◆ **Problem statement**
In the entries below, find the line with "to each component." and the line with "pub type PartitionMap". Reproduce those two lines and every line between them exactly, and nothing more.

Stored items
= Beginning of Section =

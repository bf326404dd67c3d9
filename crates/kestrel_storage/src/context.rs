//! Process-wide coordinator state.
//!
//! Five read-mostly maps published as whole-map swaps: readers load the
//! current `Arc` and work against an immutable view; writers clone, mutate,
//! and publish under the single writers mutex. Everything hangs off an
//! explicit [`CoreContext`] handle passed to each component.

use std::collections::{BTreeMap, HashMap};
use std::sync::atomic::{AtomicU64, Ordering};
use std::sync::Arc;

use parking_lot::{Mutex, MutexGuard, RwLock};

use kestrel_common::config::CoreConfig;
use kestrel_common::types::{IndexInstance, InstanceId, KeyspaceId, PartitionId, StreamId};

use crate::container::SnapshotContainer;
use crate::slice::Slice;
use crate::stats::CoreStats;
use crate::waiters::WaiterContainer;

/// One partition of an index instance with its storage slices.
#[derive(Clone)]
pub struct PartitionInstance {
    pub partition_id: PartitionId,
    pub slices: Vec<Arc<dyn Slice>>,
}

impl PartitionInstance {
    pub fn new(partition_id: PartitionId, slices: Vec<Arc<dyn Slice>>) -> Self {
        PartitionInstance {
            partition_id,
            slices,
        }
    }
}

pub type InstanceMap = HashMap<InstanceId, IndexInstance>;
/// Ordered by partition id so rollback walks partitions deterministically.
pub type PartitionMap = BTreeMap<PartitionId, PartitionInstance>;
pub type InstancePartitionMap = HashMap<InstanceId, PartitionMap>;
pub type SnapshotMap = HashMap<InstanceId, Arc<SnapshotContainer>>;
pub type WaiterMap = HashMap<InstanceId, Arc<WaiterContainer>>;

/// Derived routing: which instances each `(stream, keyspace)` feeds, flat and
/// bucketed per snapshot worker.
#[derive(Default, Clone)]
pub struct StreamRouting {
    pub inst_list: HashMap<(StreamId, KeyspaceId), Vec<InstanceId>>,
    pub insts_per_worker: HashMap<(StreamId, KeyspaceId), Vec<Vec<InstanceId>>>,
}

impl StreamRouting {
    /// Rebuild both routing maps from an instance map.
    pub fn rebuild(instances: &InstanceMap, num_workers: usize) -> Self {
        let mut inst_list: HashMap<(StreamId, KeyspaceId), Vec<InstanceId>> = HashMap::new();
        for inst in instances.values() {
            inst_list
                .entry((inst.stream, inst.defn.keyspace.clone()))
                .or_default()
                .push(inst.inst_id);
        }
        // Deterministic bucket assignment regardless of map iteration order.
        for list in inst_list.values_mut() {
            list.sort();
        }
        let insts_per_worker = inst_list
            .iter()
            .map(|(key, list)| {
                let mut buckets = vec![Vec::new(); num_workers.max(1)];
                for (i, inst) in list.iter().enumerate() {
                    buckets[i % num_workers.max(1)].push(*inst);
                }
                (key.clone(), buckets)
            })
            .collect();
        StreamRouting {
            inst_list,
            insts_per_worker,
        }
    }

    pub fn instances_for(&self, stream: StreamId, keyspace: &KeyspaceId) -> &[InstanceId] {
        self.inst_list
            .get(&(stream, keyspace.clone()))
            .map(|v| v.as_slice())
            .unwrap_or(&[])
    }

    pub fn worker_buckets(&self, stream: StreamId, keyspace: &KeyspaceId) -> Option<&Vec<Vec<InstanceId>>> {
        self.insts_per_worker.get(&(stream, keyspace.clone()))
    }
}

/// Shared coordinator state.
pub struct CoreContext {
    instances: RwLock<Arc<InstanceMap>>,
    partitions: RwLock<Arc<InstancePartitionMap>>,
    snapshots: RwLock<Arc<SnapshotMap>>,
    waiters: RwLock<Arc<WaiterMap>>,
    routing: RwLock<Arc<StreamRouting>>,
    config: RwLock<Arc<CoreConfig>>,
    /// Serialises writers across all five maps.
    maps_mu: Mutex<()>,
    pub stats: CoreStats,
    snap_id_counter: AtomicU64,
}

impl CoreContext {
    pub fn new(config: CoreConfig) -> Arc<Self> {
        Arc::new(CoreContext {
            instances: RwLock::new(Arc::new(HashMap::new())),
            partitions: RwLock::new(Arc::new(HashMap::new())),
            snapshots: RwLock::new(Arc::new(HashMap::new())),
            waiters: RwLock::new(Arc::new(HashMap::new())),
            routing: RwLock::new(Arc::new(StreamRouting::default())),
            config: RwLock::new(Arc::new(config)),
            maps_mu: Mutex::new(()),
            stats: CoreStats::new(),
            snap_id_counter: AtomicU64::new(0),
        })
    }

    /// Take the writers mutex. Held for the whole of any multi-map update.
    pub fn lock_maps(&self) -> MutexGuard<'_, ()> {
        self.maps_mu.lock()
    }

    pub fn instances(&self) -> Arc<InstanceMap> {
        self.instances.read().clone()
    }

    pub fn set_instances(&self, m: InstanceMap) {
        *self.instances.write() = Arc::new(m);
    }

    pub fn partitions(&self) -> Arc<InstancePartitionMap> {
        self.partitions.read().clone()
    }

    pub fn set_partitions(&self, m: InstancePartitionMap) {
        *self.partitions.write() = Arc::new(m);
    }

    pub fn snapshots(&self) -> Arc<SnapshotMap> {
        self.snapshots.read().clone()
    }

    pub fn set_snapshots(&self, m: SnapshotMap) {
        *self.snapshots.write() = Arc::new(m);
    }

    pub fn waiters(&self) -> Arc<WaiterMap> {
        self.waiters.read().clone()
    }

    pub fn set_waiters(&self, m: WaiterMap) {
        *self.waiters.write() = Arc::new(m);
    }

    pub fn routing(&self) -> Arc<StreamRouting> {
        self.routing.read().clone()
    }

    pub fn set_routing(&self, r: StreamRouting) {
        *self.routing.write() = Arc::new(r);
    }

    pub fn config(&self) -> Arc<CoreConfig> {
        self.config.read().clone()
    }

    pub fn set_config(&self, c: CoreConfig) {
        *self.config.write() = Arc::new(c);
    }

    pub fn next_snap_id(&self) -> u64 {
        self.snap_id_counter.fetch_add(1, Ordering::Relaxed) + 1
    }

    pub fn instance(&self, inst: InstanceId) -> Option<IndexInstance> {
        self.instances().get(&inst).cloned()
    }
}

= End of Section =

◆ **Written answer**
//! explicit [`CoreContext`] handle passed to each component.

use std::collections::{BTreeMap, HashMap};
use std::sync::atomic::{AtomicU64, Ordering};
use std::sync::Arc;

use parking_lot::{Mutex, MutexGuard, RwLock};

use kestrel_common::config::CoreConfig;
use kestrel_common::types::{IndexInstance, InstanceId, KeyspaceId, PartitionId, StreamId};

use crate::container::SnapshotContainer;
use crate::slice::Slice;
use crate::stats::CoreStats;
use crate::waiters::WaiterContainer;

/// One partition of an index instance with its storage slices.
#[derive(Clone)]
pub struct PartitionInstance {
    pub partition_id: PartitionId,
    pub slices: Vec<Arc<dyn Slice>>,
}

impl PartitionInstance {
    pub fn new(partition_id: PartitionId, slices: Vec<Arc<dyn Slice>>) -> Self {
        PartitionInstance {
            partition_id,
            slices,
        }
    }
}

pub type InstanceMap = HashMap<InstanceId, IndexInstance>;
/// Ordered by partition id so rollback walks partitions deterministically.
pub type PartitionMap = BTreeMap<PartitionId, PartitionInstance>;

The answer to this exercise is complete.